S-nitrosylation Promotes Cell Cycle, Cell Viability and Proliferation by Activating the Snail/Slug Pathway in miPSC-Derived CM

Introduction: Epithelial-to-mesenchymal transition (EMT), is a crucial step in cardiac differentiation. Snail and Slug are increased and E-cadherin is decreased during EMT. Expression of Snail and Slug is reduced by GSK3β, a key regulator of the Wnt/β-catenin signaling pathway. S-nitrosylation (S-NO) of GSK3β inhibits its activity. Objective: We hypothesized that in the absence of S-nitrosoglutathione reductase (GSNOR), the Snail/Slug pathway is activated in miPSC-derived cardiomyocytes. Methods: We compared the initial growth and differentiation of iPSCs derived from GSNOR –/– (iPSC GSNOR-/- ) and wild type (WT [control], iPSC WT ) mice on days (D) 0-6 in cell culture. Cell morphology was assessed and MTT, BrdU and transwell invasion assays performed to determine cell proliferation, invasion and migration. EMT-related transcription factors and members of the GSK3β pathway were measured at D0-D6. Results: During early differentiation, iPSC GSNOR-/- cells exhibited accelerated loss of pluripotency markers and, from D4, greater proliferation/differentiation, and apparent EMT compared to iPSC WT . MTT, BrdU and migration assays demonstrated that loss of GSNOR stimulated cell proliferation and migration.

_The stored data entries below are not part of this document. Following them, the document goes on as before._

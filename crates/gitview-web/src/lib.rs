//! gitview web front-end
//!
//! Server-rendered pages for browsing git repositories:
//! - Repository index, summary, log, branches, tags and tree pages
//! - Blob, raw and commit views
//! - Commit search by message, author or committer
//! - Ticket branch and Markdown documentation pages
//! - Repository settings editing for administrators and owners
//! - RSS feeds per repository

pub mod error;
pub mod markdown;
pub mod messages;
pub mod pages;
pub mod params;
pub mod person;
pub mod repository_page;
pub mod routes;
pub mod search;
pub mod session;
pub mod settings;
pub mod syndication;
pub mod templates;
pub mod time;
pub mod validation;

pub use error::WebError;
pub use markdown::render_markdown;
pub use repository_page::RepositoryPage;
pub use routes::{web_routes, WebState};
pub use session::{Session, UserAccount, UserStore};
pub use settings::{MessageSubstitution, WebSettings};
// ==================== Syndication ====================

#[tokio::test]
async fn test_feed() {
    let app = create_test_app();
    let response = get(&app, "/feed/project.git", None).await;
    assert_eq!(response.status(), StatusCode::OK);
    assert!(response.headers()[header::CONTENT_TYPE]
        .to_str()
        .unwrap()
        .starts_with("application/rss+xml"));
    let xml = body_text(response).await;
    assert!(xml.contains("<title>project.git</title>"));
    assert_eq!(xml.matches("<item>").count(), 2);

    let xml = body_text(get(&app, "/feed/project.git?l=1", None).await).await;
    assert_eq!(xml.matches("<item>").count(), 1);

    let response = get(&app, "/feed/secret.git", None).await;
    assert_eq!(response.status(), StatusCode::UNAUTHORIZED);
}
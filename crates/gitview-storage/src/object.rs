//! Git object types and utilities.

use crate::{Result, StorageError};
use bytes::Bytes;
use serde::{Deserialize, Deserializer, Serialize, Serializer};
use sha1::{Digest, Sha1};
use std::fmt;

/// A 20-byte SHA-1 object identifier.
#[derive(Clone, Copy, PartialEq, Eq, Hash, PartialOrd, Ord)]
pub struct ObjectId([u8; 20]);

impl Serialize for ObjectId {
    fn serialize<S>(&self, serializer: S) -> std::result::Result<S::Ok, S::Error>
    where
        S: Serializer,
    {
        serializer.serialize_str(&self.to_hex())
    }
}

impl<'de> Deserialize<'de> for ObjectId {
    fn deserialize<D>(deserializer: D) -> std::result::Result<Self, D::Error>
    where
        D: Deserializer<'de>,
    {
        let s = String::deserialize(deserializer)?;
        ObjectId::from_hex(&s).map_err(serde::de::Error::custom)
    }
}

impl ObjectId {
    /// Length of the hex representation.
    pub const HEX_LEN: usize = 40;

    /// Creates an ObjectId from raw bytes.
    pub fn from_bytes(bytes: [u8; 20]) -> Self {
        Self(bytes)
    }

    /// Creates an ObjectId from a slice, which must be 20 bytes long.
    pub fn from_slice(bytes: &[u8]) -> Result<Self> {
        let bytes: [u8; 20] = bytes.try_into().map_err(|_| {
            StorageError::InvalidObject(format!("invalid object id length: {}", bytes.len()))
        })?;
        Ok(Self(bytes))
    }

    /// Creates an ObjectId from a hex string.
    pub fn from_hex(hex: &str) -> Result<Self> {
        if hex.len() != Self::HEX_LEN {
            return Err(StorageError::InvalidObject(format!(
                "invalid object id length: {}",
                hex.len()
            )));
        }
        let mut bytes = [0u8; 20];
        hex::decode_to_slice(hex, &mut bytes)
            .map_err(|e| StorageError::InvalidObject(e.to_string()))?;
        Ok(Self(bytes))
    }

    /// Returns the raw bytes.
    pub fn as_bytes(&self) -> &[u8; 20] {
        &self.0
    }

    /// Returns the hex representation.
    pub fn to_hex(&self) -> String {
        hex::encode(self.0)
    }

    /// Returns the first `len` hex digits.
    pub fn short_hex(&self, len: usize) -> String {
        let mut hex = self.to_hex();
        hex.truncate(len.min(Self::HEX_LEN));
        hex
    }

    /// Returns true if the hex form starts with `prefix` (case-insensitive).
    pub fn starts_with_hex(&self, prefix: &str) -> bool {
        self.to_hex().starts_with(&prefix.to_ascii_lowercase())
    }

    /// Computes the SHA-1 hash of data with a git object header.
    pub fn hash_object(object_type: ObjectType, data: &[u8]) -> Self {
        let header = format!("{} {}\0", object_type.as_str(), data.len());
        let mut hasher = Sha1::new();
        hasher.update(header.as_bytes());
        hasher.update(data);
        let result = hasher.finalize();
        let mut bytes = [0u8; 20];
        bytes.copy_from_slice(&result);
        Self(bytes)
    }
}

impl fmt::Debug for ObjectId {
    fn fmt(&self, f: &mut fmt::Formatter<'_>) -> fmt::Result {
        write!(f, "ObjectId({})", self.to_hex())
    }
}

impl fmt::Display for ObjectId {
    fn fmt(&self, f: &mut fmt::Formatter<'_>) -> fmt::Result {
        write!(f, "{}", self.to_hex())
    }
}

/// Git object types.
#[derive(Debug, Clone, Copy, PartialEq, Eq)]
pub enum ObjectType {
    /// File content.
    Blob,
    /// Directory listing.
    Tree,
    /// Commit object.
    Commit,
    /// Annotated tag.
    Tag,
}

impl ObjectType {
    /// Returns the string representation used in git.
    pub fn as_str(&self) -> &'static str {
        match self {
            Self::Blob => "blob",
            Self::Tree => "tree",
            Self::Commit => "commit",
            Self::Tag => "tag",
        }
    }

    /// Parses an object type from a string.
    pub fn parse(s: &str) -> Result<Self> {
        match s {
            "blob" => Ok(Self::Blob),
            "tree" => Ok(Self::Tree),
            "commit" => Ok(Self::Commit),
            "tag" => Ok(Self::Tag),
            _ => Err(StorageError::InvalidObject(format!(
                "unknown object type: {}",
                s
            ))),
        }
    }

    /// Parses an object type from a pack file type code.
    pub fn from_pack_type(code: u8) -> Result<Self> {
        match code {
            1 => Ok(Self::Commit),
            2 => Ok(Self::Tree),
            3 => Ok(Self::Blob),
            4 => Ok(Self::Tag),
            _ => Err(StorageError::InvalidObject(format!(
                "unknown pack type: {}",
                code
            ))),
        }
    }
}

/// A git object (blob, tree, commit, or tag).
#[derive(Debug, Clone)]
pub struct GitObject {
    /// The object's unique identifier (SHA-1 hash).
    pub id: ObjectId,
    /// The type of object.
    pub object_type: ObjectType,
    /// The raw object data (uncompressed).
    pub data: Bytes,
}

impl GitObject {
    /// Creates a new git object, computing its ID from the data.
    pub fn new(object_type: ObjectType, data: impl Into<Bytes>) -> Self {
        let data = data.into();
        let id = ObjectId::hash_object(object_type, &data);
        Self {
            id,
            object_type,
            data,
        }
    }

    /// Creates a blob object from file content.
    pub fn blob(content: impl Into<Bytes>) -> Self {
        Self::new(ObjectType::Blob, content)
    }

    /// Creates a commit object.
    ///
    /// `author` and `committer` are full identity lines
    /// (`Name <email> seconds +hhmm`).
    pub fn commit(
        tree_id: &ObjectId,
        parents: &[ObjectId],
        author: &str,
        committer: &str,
        message: &str,
    ) -> Self {
        let mut content = format!("tree {}\n", tree_id);
        for parent in parents {
            content.push_str(&format!("parent {}\n", parent));
        }
        content.push_str(&format!("author {}\n", author));
        content.push_str(&format!("committer {}\n", committer));
        content.push_str(&format!("\n{}", message));
        Self::new(ObjectType::Commit, content.into_bytes())
    }

    /// Creates an annotated tag object.
    pub fn tag(
        target: &ObjectId,
        target_type: ObjectType,
        name: &str,
        tagger: &str,
        message: &str,
    ) -> Self {
        let content = format!(
            "object {}\ntype {}\ntag {}\ntagger {}\n\n{}",
            target,
            target_type.as_str(),
            name,
            tagger,
            message
        );
        Self::new(ObjectType::Tag, content.into_bytes())
    }

    /// Returns the size of the object data.
    pub fn size(&self) -> usize {
        self.data.len()
    }
}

Slug and Snail were upregulated and E-Cadherin was downregulated in iPSC GSNOR-/- suggesting that increased NO levels reduced GSK3β activity in iPSC GSNOR-/- . Conclusions: Our results suggest that the deletion of GSNOR affects early CM differentiation and promote EMT. These findings have important implications for regenerative medicine and provide new targets for iPSC-based therapy.